The Member for Nothing

The Australian electorate faces a difficult choice this Saturday; difficult because both of the major parties have similar policies and almost all of the small parties and independents are raving nutbags. Which makes Miles Holbeck – The Member, a new election-themed comedy web series from Jungle, available in bi-weekly installments on their Facebook page, seem rather timely.

Former PE teacher Miles Holbeck is standing as an independent candidate for the Senate, except, unlike every independent who’s ever stood, he hasn’t got any beliefs or policies. He’s more the kind of politician who’ll say whatever he thinks the few people prepared to listen to him want to hear.

Making Holbeck an independent candidate with no strong beliefs is an interesting choice, partly because it seems so unlikely – isn’t the thing about independents that they stand because they believe strongly in something, no matter how misguided – and partly because for the character to work, there has to be some way for us to his understand him. And so far, all we’ve discovered is that Miles used to be a PE teacher and that he and his wife split recently. Which doesn’t really explain why he’s running despite holding no political views.

We could probably overlook the fact that Miles is an unrealistic and unexplained character if the show was funny, but here’s the other problem: it isn’t. It’s yet more of what we’ve come to expect from almost two decades of post-The Office, cringe-coms: a misguided character does stuff and looks idiotic. And we’re all meant to laugh.

Miles campaigns in a local park, tries too hard to get along with people and metaphorically falls on his arse. Miles gets a slot on community radio, but when asked by the interviewer to tell the listeners his views, any of his views, he plugs his tailor. Miles’ campaign manager hires various experts (in strategy, NLP, etc.), but Miles either doesn’t understand or ignores their advice. Miles gets booked for an Open Mic night in a bar and bores and mystifies the audience with his attempts to play the guitar and connect with them politically. And on it goes.

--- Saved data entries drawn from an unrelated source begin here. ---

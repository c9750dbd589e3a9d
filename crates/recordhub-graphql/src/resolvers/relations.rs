//! Nested relation expansion.
//!
//! One bounded follow-up query per requested relation, never one per parent
//! row. Children are matched to parents by join column and attached only
//! after every relation query of the level has succeeded.

use std::collections::HashMap;

use futures_util::FutureExt;
use futures_util::future::{BoxFuture, try_join_all};
use recordhub_config::FeatureFlagKey;
use recordhub_core::{FieldMetadata, ObjectMetadataItem, ObjectRecord, RecordFilter, RelationType};
use recordhub_query::{OrderByExpr, SelectQuery, apply_filter_to_builder};
use serde_json::Value;
use tracing::{debug, warn};

use super::format::format_records;
use crate::context::ExecutionContext;
use crate::error::GraphQLError;
use crate::selection::RelationSelection;

/// Join column of a relation field.
///
/// With `IS_NEW_RELATION_ENABLED` the explicit `joinColumnName` setting is
/// required; otherwise the `{field}Id` convention applies.
pub fn join_column(field: &FieldMetadata, new_relations: bool) -> Result<String, GraphQLError> {
    if new_relations {
        field
            .settings
            .join_column_name
            .clone()
            .ok_or_else(|| GraphQLError::relation(&field.name, "join column name is not configured"))
    } else {
        Ok(field.conventional_join_column())
    }
}

/// Everything needed to run one relation query, computed before any I/O.
struct RelationPlan<'a> {
    field_name: String,
    relation_type: RelationType,
    target: &'a ObjectMetadataItem,
    /// Column matched against the parent keys: on the parent for
    /// MANY_TO_ONE, on the target for ONE_TO_MANY.
    join_column: String,
    keys: Vec<String>,
}

impl<'a> RelationPlan<'a> {
    fn new(
        ctx: &'a ExecutionContext,
        object: &ObjectMetadataItem,
        records: &[ObjectRecord],
        relation: &str,
        new_relations: bool,
    ) -> Result<Self, GraphQLError> {
        let field = object.field(relation).ok_or_else(|| {
            GraphQLError::relation(relation, format!("no such field on '{}'", object.name_singular))
        })?;
        let relation_type = field
            .relation_type()
            .ok_or_else(|| GraphQLError::relation(relation, "field is not a relation"))?;
        let target = ctx
            .objects
            .relation_target(field)
            .map_err(|e| GraphQLError::relation(relation, e))?;

        let (join_column, keys) = match relation_type {
            RelationType::ManyToOne => {
                let column = join_column(field, new_relations)?;
                let keys = distinct(records.iter().filter_map(|r| r.get(&column)?.as_str()));
                (column, keys)
            }
            RelationType::OneToMany => {
                let inverse = field
                    .relation
                    .as_ref()
                    .and_then(|r| r.inverse_field_name.as_deref())
                    .and_then(|name| target.field(name))
                    .ok_or_else(|| GraphQLError::relation(relation, "inverse field is missing"))?;
                let column = join_column(inverse, new_relations)
                    .map_err(|e| GraphQLError::relation(relation, e))?;
                (column, distinct(records.iter().filter_map(ObjectRecord::id)))
            }
        };

        Ok(Self {
            field_name: field.name.clone(),
            relation_type,
            target,
            join_column,
            keys,
        })
    }

    fn filter(&self) -> RecordFilter {
        match self.relation_type {
            RelationType::ManyToOne => RecordFilter::in_ids(self.keys.iter().cloned()),
            RelationType::OneToMany => RecordFilter::leaf(
                self.join_column.clone(),
                "in",
                Value::Array(self.keys.iter().cloned().map(Value::String).collect()),
            ),
        }
    }
}

fn distinct<'s>(values: impl Iterator<Item = &'s str>) -> Vec<String> {
    let mut seen = std::collections::HashSet::new();
    values
        .filter(|v| seen.insert(*v))
        .map(str::to_string)
        .collect()
}

/// Children fetched for one relation, grouped by the key they attach to.
struct Attachment {
    field_name: String,
    relation_type: RelationType,
    join_column: String,
    children: HashMap<String, Vec<Value>>,
}

impl Attachment {
    fn attach(self, records: &mut [ObjectRecord]) {
        for record in records.iter_mut() {
            let value = match self.relation_type {
                RelationType::ManyToOne => record
                    .get(&self.join_column)
                    .and_then(Value::as_str)
                    .and_then(|key| self.children.get(key))
                    .and_then(|matches| matches.first().cloned())
                    .unwrap_or(Value::Null),
                RelationType::OneToMany => Value::Array(
                    record
                        .id()
                        .and_then(|id| self.children.get(id))
                        .cloned()
                        .unwrap_or_default(),
                ),
            };
            record.set(self.field_name.clone(), value);
        }
    }
}

async fn fetch_relation(
    ctx: &ExecutionContext,
    plan: RelationPlan<'_>,
    nested: &RelationSelection,
    limit: usize,
) -> Result<Attachment, GraphQLError> {
    let mut attachment = Attachment {
        field_name: plan.field_name.clone(),
        relation_type: plan.relation_type,
        join_column: plan.join_column.clone(),
        children: HashMap::new(),
    };
    if plan.keys.is_empty() {
        return Ok(attachment);
    }

    let wrap = |e: GraphQLError| match e {
        GraphQLError::RelationExpansion { .. } => e,
        other => GraphQLError::relation(&plan.field_name, other),
    };

    let mut query = SelectQuery::new(&ctx.schema_name, &plan.target.name_singular);
    apply_filter_to_builder(&mut query, &plan.filter(), plan.target)
        .map_err(|e| wrap(e.into()))?;
    let query = query.order_by(OrderByExpr::asc("id")).take(limit);

    let rows = ctx.storage.find_many(&query).await.map_err(|e| {
        warn!(error = %e, relation = %plan.field_name, "Storage error during relation expansion");
        wrap(e.into())
    })?;

    let mut children = format_records(rows, plan.target);
    expand_relations(ctx, plan.target, &mut children, nested, limit)
        .await
        .map_err(wrap)?;

    let key_column = match plan.relation_type {
        RelationType::ManyToOne => "id",
        RelationType::OneToMany => plan.join_column.as_str(),
    };
    for child in children {
        let Some(key) = child.get(key_column).and_then(Value::as_str).map(str::to_string) else {
            continue;
        };
        attachment.children.entry(key).or_default().push(child.into_value());
    }

    debug!(
        relation = %plan.field_name,
        target = %plan.target.name_singular,
        keys = plan.keys.len(),
        "Relation expanded"
    );
    Ok(attachment)
}

/// Expands `selection` on `records` of `object`, recursively.
///
/// Relation queries of one level run concurrently. Any failure fails the
/// whole expansion with the relation's name and leaves `records` untouched.
pub fn expand_relations<'a>(
    ctx: &'a ExecutionContext,
    object: &'a ObjectMetadataItem,
    records: &'a mut [ObjectRecord],
    selection: &'a RelationSelection,
    limit: usize,
) -> BoxFuture<'a, Result<(), GraphQLError>> {
    async move {
        if selection.is_empty() || records.is_empty() {
            return Ok(());
        }

        let new_relations = ctx.is_feature_enabled(FeatureFlagKey::IsNewRelationEnabled);
        let mut tasks = Vec::with_capacity(selection.len());
        for (relation, nested) in selection.iter() {
            let plan = RelationPlan::new(ctx, object, records, relation, new_relations)?;
            tasks.push(fetch_relation(ctx, plan, nested, limit));
        }

        let attachments = try_join_all(tasks).await?;
        for attachment in attachments {
            attachment.attach(records);
        }
        Ok(())
    }
    .boxed()
}

#[cfg(test)]
mod tests {
    use super::*;

    #[test]
    fn test_join_column_modes() {
        let legacy = FieldMetadata::many_to_one("company", "company");
        assert_eq!(join_column(&legacy, false).unwrap(), "companyId");
        assert!(matches!(
            join_column(&legacy, true),
            Err(GraphQLError::RelationExpansion { ref relation, .. }) if relation == "company"
        ));

        let explicit = FieldMetadata::many_to_one("company", "company").with_join_column("employerId");
        assert_eq!(join_column(&explicit, true).unwrap(), "employerId");
        assert_eq!(join_column(&explicit, false).unwrap(), "companyId");
    }

    #[test]
    fn test_distinct_keeps_first_occurrence_order() {
        let keys = distinct(["b", "a", "b", "c"].into_iter());
        assert_eq!(keys, vec!["b", "a", "c"]);
    }
}
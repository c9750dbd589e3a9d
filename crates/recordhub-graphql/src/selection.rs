//! Relation selection sets.
//!
//! A [`RelationSelection`] names the relation fields a client asked for,
//! recursively. It is derived from the GraphQL selection set and drives the
//! nested relation expander.

use std::collections::BTreeMap;

use async_graphql::SelectionField;
use recordhub_core::{ObjectMetadataItem, ObjectMetadataMaps, RelationType};

/// Requested relations of one object, keyed by relation field name.
#[derive(Debug, Clone, Default, PartialEq, Eq)]
pub struct RelationSelection {
    relations: BTreeMap<String, RelationSelection>,
}

impl RelationSelection {
    #[must_use]
    pub fn new() -> Self {
        Self::default()
    }

    /// Adds a relation with its own nested selection.
    #[must_use]
    pub fn with(mut self, relation: impl Into<String>, nested: RelationSelection) -> Self {
        self.relations.insert(relation.into(), nested);
        self
    }

    pub fn is_empty(&self) -> bool {
        self.relations.is_empty()
    }

    pub fn len(&self) -> usize {
        self.relations.len()
    }

    pub fn iter(&self) -> impl Iterator<Item = (&str, &RelationSelection)> {
        self.relations.iter().map(|(name, nested)| (name.as_str(), nested))
    }

    /// Collects relations from the fields selected on a record.
    pub fn from_record_fields<'a>(
        object: &ObjectMetadataItem,
        objects: &ObjectMetadataMaps,
        fields: impl Iterator<Item = SelectionField<'a>>,
    ) -> Self {
        let mut selection = Self::new();
        for selected in fields {
            let Some(field) = object.field(selected.name()) else {
                continue;
            };
            let Some(relation_type) = field.relation_type() else {
                continue;
            };
            let Ok(target) = objects.relation_target(field) else {
                continue;
            };
            let nested = match relation_type {
                RelationType::ManyToOne => {
                    Self::from_record_fields(target, objects, selected.selection_set())
                }
                RelationType::OneToMany => Self::from_connection_field(target, objects, selected),
            };
            selection.relations.insert(field.name.clone(), nested);
        }
        selection
    }

    /// Collects relations below `edges { node { ... } }` of a connection field.
    pub fn from_connection_field(
        object: &ObjectMetadataItem,
        objects: &ObjectMetadataMaps,
        connection: SelectionField<'_>,
    ) -> Self {
        let mut selection = Self::new();
        for edges in connection.selection_set().filter(|f| f.name() == "edges") {
            for node in edges.selection_set().filter(|f| f.name() == "node") {
                let nested = Self::from_record_fields(object, objects, node.selection_set());
                selection.relations.extend(nested.relations);
            }
        }
        selection
    }
}

/// Whether `totalCount` is selected on a connection field.
pub fn selects_total_count(connection: SelectionField<'_>) -> bool {
    connection
        .selection_set()
        .any(|field| field.name() == "totalCount")
}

Oh yeah, and almost all the people in this series are members of the public who had no idea Miles wasn’t a real candidate. Which again, would have been fine if it was funny, but it isn’t. You just feel a bit sorry for the various people whose time’s been wasted.

With so many candidates in this year’s election having nothing of great interest to say, a comedy about a candidate with no views seems prescient, but it doesn’t work comedically. If you want to create a character who’s funny, you’d be better off creating a character with extreme views – a Bob Katter or Donald Trump-style nutbag, for example. But if your character believes in nothing, there’s nowhere for your comedy to go. And as much as we’re not fans of Office-style cringe comedy, at least David Brent was an actual character, with the sort of delusional self-believe that’s potentially very funny indeed. Miles Holbeck, on the other hand, needs to find some beliefs to hold so that we can laugh at them.